Exact copies of the records below are required.

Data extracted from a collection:
★ ★ ★ ★ ★ ★ ★
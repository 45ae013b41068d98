//! 活动体素生成
//!
//! 把每个粗粒子的影响球光栅化到体素网格上，得到去重后的活动体素集合。

use super::properties::FineParticleProperties;
use super::types::{Aabb, CoarseParticle, VoxelGeometry, VoxelIndex};
use glam::Vec3;
use rayon::prelude::*;
use std::collections::HashSet;

/// 影响半径最多覆盖的体素数（每个方向）
///
/// 更大的影响球被截断，单个粒子最多检查 `(2 × 8 + 1)³` 个体素。
pub const MAX_INFLUENCE_VOXELS: f32 = 8.0;

/// 活动体素生成器
#[derive(Debug, Clone, Copy, PartialEq)]
pub struct VoxelGridGenerator {
    influence_scale: f32,
}

impl Default for VoxelGridGenerator {
    fn default() -> Self {
        Self {
            influence_scale: FineParticleProperties::influence_scale(),
        }
    }
}

impl VoxelGridGenerator {
    pub fn new() -> Self {
        Self::default()
    }

    /// 使用自定义的影响球放大系数
    pub fn with_influence_scale(influence_scale: f32) -> Self {
        Self {
            influence_scale: influence_scale.max(0.0),
        }
    }

    /// 粗粒子影响球半径（半径加堆积余量）
    pub fn influence_radius(&self, particle: &CoarseParticle) -> f32 {
        particle.radius.max(0.0) * self.influence_scale
    }

    /// 影响半径是否超过 [`MAX_INFLUENCE_VOXELS`] 个体素而被截断
    pub fn is_oversized(&self, particle: &CoarseParticle, voxel_size: f32) -> bool {
        self.influence_radius(particle) > MAX_INFLUENCE_VOXELS * voxel_size
    }

    /// 遍历与粒子影响球相交的每个体素
    ///
    /// 回调参数为体素索引和该体素的立方体。非法粒子不产生任何体素；
    /// 影响半径被截断到 `MAX_INFLUENCE_VOXELS × voxel_size`。
    pub fn for_each_touched_voxel<F>(&self, particle: &CoarseParticle, voxel_size: f32, mut visit: F)
    where
        F: FnMut(VoxelIndex, Aabb),
    {
        if !particle.is_valid() {
            return;
        }

        let geometry = VoxelGeometry::new(voxel_size, 0.0);
        let center = particle.position;
        let radius = self
            .influence_radius(particle)
            .min(MAX_INFLUENCE_VOXELS * voxel_size);
        let radius_sq = radius * radius;
        let lo = VoxelIndex::from_position(center - Vec3::splat(radius), voxel_size).0;
        let hi = VoxelIndex::from_position(center + Vec3::splat(radius), voxel_size).0;

        for x in lo.x..=hi.x {
            for y in lo.y..=hi.y {
                for z in lo.z..=hi.z {
                    let index = VoxelIndex::new(x, y, z);
                    let bounds = geometry.outer_bounds(index);
                    let closest = center.clamp(bounds.min, bounds.max);
                    if closest.distance_squared(center) <= radius_sq {
                        visit(index, bounds);
                    }
                }
            }
        }
    }

    /// 生成活动体素集合
    ///
    /// 最多写入 `out.len()` 个索引，返回集合的实际大小。返回值大于
    /// `out.len()` 时调用方应扩大缓冲区后重新调用；函数本身没有副作用。
    /// 集合按 (x, y, z) 排序，相同输入总是得到相同输出。
    pub fn generate_into(
        &self,
        particles: &[CoarseParticle],
        voxel_size: f32,
        out: &mut [VoxelIndex],
    ) -> usize {
        let voxels = self.generate(particles, voxel_size);
        let written = voxels.len().min(out.len());
        out[..written].copy_from_slice(&voxels[..written]);
        voxels.len()
    }

    /// 生成活动体素集合（排序后的数组）
    pub fn generate(&self, particles: &[CoarseParticle], voxel_size: f32) -> Vec<VoxelIndex> {
        if !(voxel_size.is_finite() && voxel_size > 0.0) {
            return Vec::new();
        }

        let set = particles
            .par_iter()
            .fold(HashSet::new, |mut set, particle| {
                self.for_each_touched_voxel(particle, voxel_size, |index, _| {
                    set.insert(index);
                });
                set
            })
            .reduce(HashSet::new, |a, b| {
                if a.len() < b.len() {
                    return merge(b, a);
                }
                merge(a, b)
            });

        let oversized = particles
            .par_iter()
            .filter(|particle| particle.is_valid() && self.is_oversized(particle, voxel_size))
            .count();
        if oversized > 0 {
            tracing::warn!(
                target: "upsampling.grid",
                "{} coarse particles have an influence radius above {} voxels and were truncated",
                oversized,
                MAX_INFLUENCE_VOXELS
            );
        }

        let mut voxels: Vec<VoxelIndex> = set.into_iter().collect();
        voxels.par_sort_unstable_by_key(|index| index.sort_key());
        voxels
    }
}

fn merge(mut into: HashSet<VoxelIndex>, from: HashSet<VoxelIndex>) -> HashSet<VoxelIndex> {
    into.extend(from);
    into
}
★ ★ ★ ★ ★ ★ ★
ANSWER TO THIS EXERCISE.
repository 45ae013b41068d98
//! 活动体素生成
//!
//! 把每个粗粒子的影响球光栅化到体素网格上，得到去重后的活动体素集合。

use super::properties::FineParticleProperties;
use super::types::{Aabb, CoarseParticle, VoxelGeometry, VoxelIndex};
use glam::Vec3;
use rayon::prelude::*;
use std::collections::HashSet;

/// 影响半径最多覆盖的体素数（每个方向）
///
/// 更大的影响球被截断，单个粒子最多检查 `(2 × 8 + 1)³` 个体素。
pub const MAX_INFLUENCE_VOXELS: f32 = 8.0;

/// 活动体素生成器
#[derive(Debug, Clone, Copy, PartialEq)]
pub struct VoxelGridGenerator {
    influence_scale: f32,
}

impl Default for VoxelGridGenerator {
    fn default() -> Self {
        Self {
            influence_scale: FineParticleProperties::influence_scale(),
        }
    }
}

impl VoxelGridGenerator {
    pub fn new() -> Self {
        Self::default()
    }

    /// 使用自定义的影响球放大系数
    pub fn with_influence_scale(influence_scale: f32) -> Self {
        Self {
            influence_scale: influence_scale.max(0.0),
        }
    }

    /// 粗粒子影响球半径（半径加堆积余量）
    pub fn influence_radius(&self, particle: &CoarseParticle) -> f32 {
        particle.radius.max(0.0) * self.influence_scale
    }

    /// 影响半径是否超过 [`MAX_INFLUENCE_VOXELS`] 个体素而被截断
    pub fn is_oversized(&self, particle: &CoarseParticle, voxel_size: f32) -> bool {
        self.influence_radius(particle) > MAX_INFLUENCE_VOXELS * voxel_size
    }

    /// 遍历与粒子影响球相交的每个体素
    ///
    /// 回调参数为体素索引和该体素的立方体。非法粒子不产生任何体素；
    /// 影响半径被截断到 `MAX_INFLUENCE_VOXELS × voxel_size`。
    pub fn for_each_touched_voxel<F>(&self, particle: &CoarseParticle, voxel_size: f32, mut visit: F)
    where
        F: FnMut(VoxelIndex, Aabb),
    {
        if !particle.is_valid() {
            return;
        }

        let geometry = VoxelGeometry::new(voxel_size, 0.0);
        let center = particle.position;
        let radius = self
            .influence_radius(particle)
            .min(MAX_INFLUENCE_VOXELS * voxel_size);
        let radius_sq = radius * radius;
        let lo = VoxelIndex::from_position(center - Vec3::splat(radius), voxel_size).0;
        let hi = VoxelIndex::from_position(center + Vec3::splat(radius), voxel_size).0;

        for x in lo.x..=hi.x {
            for y in lo.y..=hi.y {
                for z in lo.z..=hi.z {
                    let index = VoxelIndex::new(x, y, z);
                    let bounds = geometry.outer_bounds(index);
                    let closest = center.clamp(bounds.min, bounds.max);
                    if closest.distance_squared(center) <= radius_sq {
                        visit(index, bounds);
                    }
                }
            }
        }
    }

    /// 生成活动体素集合
    ///
    /// 最多写入 `out.len()` 个索引，返回集合的实际大小。返回值大于
    /// `out.len()` 时调用方应扩大缓冲区后重新调用；函数本身没有副作用。
    /// 集合按 (x, y, z) 排序，相同输入总是得到相同输出。
    pub fn generate_into(
        &self,
        particles: &[CoarseParticle],
        voxel_size: f32,
        out: &mut [VoxelIndex],
    ) -> usize {
        let voxels = self.generate(particles, voxel_size);
        let written = voxels.len().min(out.len());
        out[..written].copy_from_slice(&voxels[..written]);
        voxels.len()
    }

    /// 生成活动体素集合（排序后的数组）
    pub fn generate(&self, particles: &[CoarseParticle], voxel_size: f32) -> Vec<VoxelIndex> {
        if !(voxel_size.is_finite() && voxel_size > 0.0) {
            return Vec::new();
        }

        let set = particles
            .par_iter()
            .fold(HashSet::new, |mut set, particle| {
                self.for_each_touched_voxel(particle, voxel_size, |index, _| {
                    set.insert(index);
                });
                set
            })
            .reduce(HashSet::new, |a, b| {
                if a.len() < b.len() {
                    return merge(b, a);
                }
                merge(a, b)
            });

        let oversized = particles
            .par_iter()
            .filter(|particle| particle.is_valid() && self.is_oversized(particle, voxel_size))
            .count();
        if oversized > 0 {
            tracing::warn!(
                target: "upsampling.grid",
                "{} coarse particles have an influence radius above {} voxels and were truncated",
                oversized,
                MAX_INFLUENCE_VOXELS
            );
        }

        let mut voxels: Vec<VoxelIndex> = set.into_iter().collect();
        voxels.par_sort_unstable_by_key(|index| index.sort_key());
        voxels
    }
}

fn merge(mut into: HashSet<VoxelIndex>, from: HashSet<VoxelIndex>) -> HashSet<VoxelIndex> {
    into.extend(from);
    into
}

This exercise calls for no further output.